→ **Activity**
Copy out the records again. Change nothing.

** Exercise input follows **

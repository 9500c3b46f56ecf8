mod render;

use clap::{Parser, Subcommand};
use rand::Rng;
use riddler_core::chart::{render_foraging_three, render_foraging_two, render_rendezvous};
use riddler_core::{
    foraging, rendezvous, ChartSink, ForagingThreeTable, ForagingTwoTable, GridFilter,
    LatitudeSampling, RatioResult, RendezvousTable, SimConfig, SimError, ThresholdPairResult,
    ThresholdResult, TrialPlan,
};
use serde::Serialize;
use std::io;
use std::path::PathBuf;

use render::{JsonChart, TextChart};

#[derive(Parser, Debug)]
#[command(name = "riddler", version)]
#[command(about = "Monte Carlo runs for the alien rendezvous and grizzly salmon puzzles")]
struct Args {
    /// JSON configuration; flags below override it
    #[arg(long, global = true)]
    config: Option<PathBuf>,

    /// Trials per parameter value
    #[arg(long, global = true)]
    trials: Option<u64>,

    #[arg(long, global = true)]
    batch_size: Option<u64>,

    /// Random seed for reproducibility
    #[arg(long, global = true)]
    seed: Option<u64>,

    /// Worker threads (defaults to one per core)
    #[arg(long, global = true)]
    threads: Option<usize>,

    /// Print tables and chart data as JSON
    #[arg(long, global = true)]
    json: bool,

    /// No per-step trace
    #[arg(short, long, global = true)]
    quiet: bool,

    #[command(subcommand)]
    command: Command,
}

#[derive(Subcommand, Debug)]
enum Command {
    /// Patrol vs. aliens on a sphere, swept over speed ratios
    Rendezvous(RendezvousArgs),
    /// Bear and salmon threshold rules, two and three hours
    Foraging(ForagingArgs),
    /// Both puzzles
    All {
        #[command(flatten)]
        rendezvous: RendezvousArgs,
        #[command(flatten)]
        foraging: ForagingArgs,
    },
}

#[derive(clap::Args, Debug, Default, Clone)]
struct RendezvousArgs {
    #[arg(long)]
    min_ratio: Option<f64>,

    #[arg(long)]
    max_ratio: Option<f64>,

    #[arg(long)]
    ratio_step: Option<f64>,

    /// Sample latitudes uniformly by area instead of by angle
    #[arg(long)]
    area_preserving: bool,
}

#[derive(clap::Args, Debug, Default, Clone)]
struct ForagingArgs {
    /// Skip grid cells where the second threshold is below the first
    #[arg(long)]
    ordered_grid: bool,

    /// Only run the two-hour sweep
    #[arg(long)]
    skip_three: bool,
}

#[derive(Debug, Default, Serialize)]
#[serde(rename_all = "camelCase")]
struct RunOutput {
    plan: Option<TrialPlan>,
    config: Option<SimConfig>,
    rendezvous: Option<RendezvousTable>,
    foraging_two: Option<ForagingTwoTable>,
    foraging_three: Option<ForagingThreeTable>,
    charts: Vec<render::ChartPayload>,
}

fn main() -> Result<(), SimError> {
    env_logger::Builder::from_env(env_logger::Env::default().default_filter_or("info")).init();
    let args = Args::parse();

    let mut cfg = match &args.config {
        Some(path) => {
            log::info!("loading config from {}", path.display());
            SimConfig::load(path)?
        }
        None => SimConfig::default(),
    };
    apply_overrides(&mut cfg, &args);
    cfg.validate()?;

    if let Some(threads) = args.threads {
        rayon::ThreadPoolBuilder::new()
            .num_threads(threads)
            .build_global()
            .map_err(|e| SimError::invalid_config(format!("threads: {}", e)))?;
    }

    let seed = match cfg.seed {
        Some(seed) => seed,
        None => rand::thread_rng().gen(),
    };
    log::info!("seed {} (pass --seed {} to reproduce)", seed, seed);
    let plan = cfg.plan(seed);
    let trace = !args.quiet && !args.json;

    let (run_rendezvous, run_foraging, skip_three) = match &args.command {
        Command::Rendezvous(_) => (true, false, false),
        Command::Foraging(f) => (false, true, f.skip_three),
        Command::All { foraging, .. } => (true, true, foraging.skip_three),
    };

    let mut output = RunOutput {
        plan: Some(plan),
        ..RunOutput::default()
    };

    // Simulate: every table is complete before anything is drawn.
    if run_rendezvous {
        output.rendezvous = Some(rendezvous::sweep(&cfg.rendezvous, &plan, |row| {
            if trace {
                print_ratio_step(row);
            }
        })?);
    }
    if run_foraging {
        output.foraging_two = Some(foraging::sweep_two(&cfg.foraging, &plan, |row| {
            if trace {
                print_two_step(row);
            }
        })?);
        if !skip_three {
            output.foraging_three = Some(foraging::sweep_three(&cfg.foraging, &plan, |row| {
                if trace {
                    print_three_step(row);
                }
            })?);
        }
    }

    if args.json {
        let mut sink = JsonChart::default();
        render_tables(&output, &mut sink)?;
        output.charts = sink.charts;
        output.config = Some(cfg);
        let text = serde_json::to_string_pretty(&output)
            .unwrap_or_else(|_| "{\"error\":\"failed to serialize\"}".to_string());
        println!("{text}");
        return Ok(());
    }

    let stdout = io::stdout();
    let mut sink = TextChart::new(stdout.lock());
    render_tables(&output, &mut sink)?;
    drop(sink);
    print_summary(&output);
    Ok(())
}

fn apply_overrides(cfg: &mut SimConfig, args: &Args) {
    if let Some(trials) = args.trials {
        cfg.trials = trials;
    }
    if let Some(batch_size) = args.batch_size {
        cfg.batch_size = batch_size;
    }
    if args.seed.is_some() {
        cfg.seed = args.seed;
    }

    let (rv, fg) = match &args.command {
        Command::Rendezvous(r) => (Some(r), None),
        Command::Foraging(f) => (None, Some(f)),
        Command::All {
            rendezvous,
            foraging,
        } => (Some(rendezvous), Some(foraging)),
    };
    if let Some(r) = rv {
        if let Some(v) = r.min_ratio {
            cfg.rendezvous.min_ratio = v;
        }
        if let Some(v) = r.max_ratio {
            cfg.rendezvous.max_ratio = v;
        }
        if let Some(v) = r.ratio_step {
            cfg.rendezvous.ratio_step = v;
        }
        if r.area_preserving {
            cfg.rendezvous.latitude_sampling = LatitudeSampling::AreaPreserving;
        }
    }
    if let Some(f) = fg {
        if f.ordered_grid {
            cfg.foraging.grid_filter = GridFilter::Ordered;
        }
    }
}

fn render_tables<S: ChartSink>(output: &RunOutput, sink: &mut S) -> Result<(), SimError> {
    if let Some(table) = &output.rendezvous {
        render_rendezvous(table, sink)?;
    }
    if let Some(table) = &output.foraging_two {
        render_foraging_two(table, sink)?;
    }
    if let Some(table) = &output.foraging_three {
        render_foraging_three(table, sink)?;
    }
    Ok(())
}

fn print_ratio_step(row: &RatioResult) {
    println!("ratio {:.2}, patrol wins: {:.3}%", row.ratio, row.percentage());
}

fn print_two_step(row: &ThresholdResult) {
    println!("max kg {:.2}, mean eaten: {:.3}kg", row.max_kg, row.mean);
}

fn print_three_step(row: &ThresholdPairResult) {
    println!(
        "first {:.2}, second {:.2}. mean: {:.2}",
        row.first_max_kg, row.second_max_kg, row.mean
    );
}

fn print_summary(output: &RunOutput) {
    if let Some(plan) = &output.plan {
        println!("\n{} trials per value, seed {}", plan.trials, plan.seed);
    }
    if let Some(last) = output.rendezvous.as_ref().and_then(|t| t.rows.last()) {
        println!(
            "- patrol {:.0}x faster wins {:.3}% of landings",
            last.ratio,
            last.percentage()
        );
    }
    if let Some(best) = output.foraging_two.as_ref().and_then(|t| t.best()) {
        println!(
            "- two hours: eat the first fish if <= {:.2} kg, mean {:.3} kg (sd {:.3})",
            best.max_kg, best.mean, best.stdev
        );
    }
    if let Some(best) = output.foraging_three.as_ref().and_then(|t| t.best()) {
        println!(
            "- three hours: first <= {:.2} kg, second <= {:.2} kg, mean {:.3} kg (sd {:.3})",
            best.first_max_kg, best.second_max_kg, best.mean, best.stdev
        );
    }
}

** End of Exercise input **

→ **Result**
repository 9500c3b46f56ecf8
mod render;

use clap::{Parser, Subcommand};
use rand::Rng;
use riddler_core::chart::{render_foraging_three, render_foraging_two, render_rendezvous};
use riddler_core::{
    foraging, rendezvous, ChartSink, ForagingThreeTable, ForagingTwoTable, GridFilter,
    LatitudeSampling, RatioResult, RendezvousTable, SimConfig, SimError, ThresholdPairResult,
    ThresholdResult, TrialPlan,
};
use serde::Serialize;
use std::io;
use std::path::PathBuf;

use render::{JsonChart, TextChart};

#[derive(Parser, Debug)]
#[command(name = "riddler", version)]
#[command(about = "Monte Carlo runs for the alien rendezvous and grizzly salmon puzzles")]
struct Args {
    /// JSON configuration; flags below override it
    #[arg(long, global = true)]
    config: Option<PathBuf>,

    /// Trials per parameter value
    #[arg(long, global = true)]
    trials: Option<u64>,

    #[arg(long, global = true)]
    batch_size: Option<u64>,

    /// Random seed for reproducibility
    #[arg(long, global = true)]
    seed: Option<u64>,

    /// Worker threads (defaults to one per core)
    #[arg(long, global = true)]
    threads: Option<usize>,

    /// Print tables and chart data as JSON
    #[arg(long, global = true)]
    json: bool,

    /// No per-step trace
    #[arg(short, long, global = true)]
    quiet: bool,

    #[command(subcommand)]
    command: Command,
}

#[derive(Subcommand, Debug)]
enum Command {
    /// Patrol vs. aliens on a sphere, swept over speed ratios
    Rendezvous(RendezvousArgs),
    /// Bear and salmon threshold rules, two and three hours
    Foraging(ForagingArgs),
    /// Both puzzles
    All {
        #[command(flatten)]
        rendezvous: RendezvousArgs,
        #[command(flatten)]
        foraging: ForagingArgs,
    },
}

#[derive(clap::Args, Debug, Default, Clone)]
struct RendezvousArgs {
    #[arg(long)]
    min_ratio: Option<f64>,

    #[arg(long)]
    max_ratio: Option<f64>,

    #[arg(long)]
    ratio_step: Option<f64>,

    /// Sample latitudes uniformly by area instead of by angle
    #[arg(long)]
    area_preserving: bool,
}

#[derive(clap::Args, Debug, Default, Clone)]
struct ForagingArgs {
    /// Skip grid cells where the second threshold is below the first
    #[arg(long)]
    ordered_grid: bool,

    /// Only run the two-hour sweep
    #[arg(long)]
    skip_three: bool,
}

#[derive(Debug, Default, Serialize)]
#[serde(rename_all = "camelCase")]
struct RunOutput {
    plan: Option<TrialPlan>,
    config: Option<SimConfig>,
    rendezvous: Option<RendezvousTable>,
    foraging_two: Option<ForagingTwoTable>,
    foraging_three: Option<ForagingThreeTable>,
    charts: Vec<render::ChartPayload>,
}

fn main() -> Result<(), SimError> {
    env_logger::Builder::from_env(env_logger::Env::default().default_filter_or("info")).init();
    let args = Args::parse();

    let mut cfg = match &args.config {
        Some(path) => {
            log::info!("loading config from {}", path.display());
            SimConfig::load(path)?
        }
        None => SimConfig::default(),
    };
    apply_overrides(&mut cfg, &args);
    cfg.validate()?;

    if let Some(threads) = args.threads {
        rayon::ThreadPoolBuilder::new()
            .num_threads(threads)
            .build_global()
            .map_err(|e| SimError::invalid_config(format!("threads: {}", e)))?;
    }

    let seed = match cfg.seed {
        Some(seed) => seed,
        None => rand::thread_rng().gen(),
    };
    log::info!("seed {} (pass --seed {} to reproduce)", seed, seed);
    let plan = cfg.plan(seed);
    let trace = !args.quiet && !args.json;

    let (run_rendezvous, run_foraging, skip_three) = match &args.command {
        Command::Rendezvous(_) => (true, false, false),
        Command::Foraging(f) => (false, true, f.skip_three),
        Command::All { foraging, .. } => (true, true, foraging.skip_three),
    };

    let mut output = RunOutput {
        plan: Some(plan),
        ..RunOutput::default()
    };

    // Simulate: every table is complete before anything is drawn.
    if run_rendezvous {
        output.rendezvous = Some(rendezvous::sweep(&cfg.rendezvous, &plan, |row| {
            if trace {
                print_ratio_step(row);
            }
        })?);
    }
    if run_foraging {
        output.foraging_two = Some(foraging::sweep_two(&cfg.foraging, &plan, |row| {
            if trace {
                print_two_step(row);
            }
        })?);
        if !skip_three {
            output.foraging_three = Some(foraging::sweep_three(&cfg.foraging, &plan, |row| {
                if trace {
                    print_three_step(row);
                }
            })?);
        }
    }

    if args.json {
        let mut sink = JsonChart::default();
        render_tables(&output, &mut sink)?;
        output.charts = sink.charts;
        output.config = Some(cfg);
        let text = serde_json::to_string_pretty(&output)
            .unwrap_or_else(|_| "{\"error\":\"failed to serialize\"}".to_string());
        println!("{text}");
        return Ok(());
    }

    let stdout = io::stdout();
    let mut sink = TextChart::new(stdout.lock());
    render_tables(&output, &mut sink)?;
    drop(sink);
    print_summary(&output);
    Ok(())
}

fn apply_overrides(cfg: &mut SimConfig, args: &Args) {
    if let Some(trials) = args.trials {
        cfg.trials = trials;
    }
    if let Some(batch_size) = args.batch_size {
        cfg.batch_size = batch_size;
    }
    if args.seed.is_some() {
        cfg.seed = args.seed;
    }

    let (rv, fg) = match &args.command {
        Command::Rendezvous(r) => (Some(r), None),
        Command::Foraging(f) => (None, Some(f)),
        Command::All {
            rendezvous,
            foraging,
        } => (Some(rendezvous), Some(foraging)),
    };
    if let Some(r) = rv {
        if let Some(v) = r.min_ratio {
            cfg.rendezvous.min_ratio = v;
        }
        if let Some(v) = r.max_ratio {
            cfg.rendezvous.max_ratio = v;
        }
        if let Some(v) = r.ratio_step {
            cfg.rendezvous.ratio_step = v;
        }
        if r.area_preserving {
            cfg.rendezvous.latitude_sampling = LatitudeSampling::AreaPreserving;
        }
    }
    if let Some(f) = fg {
        if f.ordered_grid {
            cfg.foraging.grid_filter = GridFilter::Ordered;
        }
    }
}

fn render_tables<S: ChartSink>(output: &RunOutput, sink: &mut S) -> Result<(), SimError> {
    if let Some(table) = &output.rendezvous {
        render_rendezvous(table, sink)?;
    }
    if let Some(table) = &output.foraging_two {
        render_foraging_two(table, sink)?;
    }
    if let Some(table) = &output.foraging_three {
        render_foraging_three(table, sink)?;
    }
    Ok(())
}

fn print_ratio_step(row: &RatioResult) {
    println!("ratio {:.2}, patrol wins: {:.3}%", row.ratio, row.percentage());
}

fn print_two_step(row: &ThresholdResult) {
    println!("max kg {:.2}, mean eaten: {:.3}kg", row.max_kg, row.mean);
}

fn print_three_step(row: &ThresholdPairResult) {
    println!(
        "first {:.2}, second {:.2}. mean: {:.2}",
        row.first_max_kg, row.second_max_kg, row.mean
    );
}

fn print_summary(output: &RunOutput) {
    if let Some(plan) = &output.plan {
        println!("\n{} trials per value, seed {}", plan.trials, plan.seed);
    }
    if let Some(last) = output.rendezvous.as_ref().and_then(|t| t.rows.last()) {
        println!(
            "- patrol {:.0}x faster wins {:.3}% of landings",
            last.ratio,
            last.percentage()
        );
    }
    if let Some(best) = output.foraging_two.as_ref().and_then(|t| t.best()) {
        println!(
            "- two hours: eat the first fish if <= {:.2} kg, mean {:.3} kg (sd {:.3})",
            best.max_kg, best.mean, best.stdev
        );
    }
    if let Some(best) = output.foraging_three.as_ref().and_then(|t| t.best()) {
        println!(
            "- three hours: first <= {:.2} kg, second <= {:.2} kg, mean {:.3} kg (sd {:.3})",
            best.first_max_kg, best.second_max_kg, best.mean, best.stdev
        );
    }
}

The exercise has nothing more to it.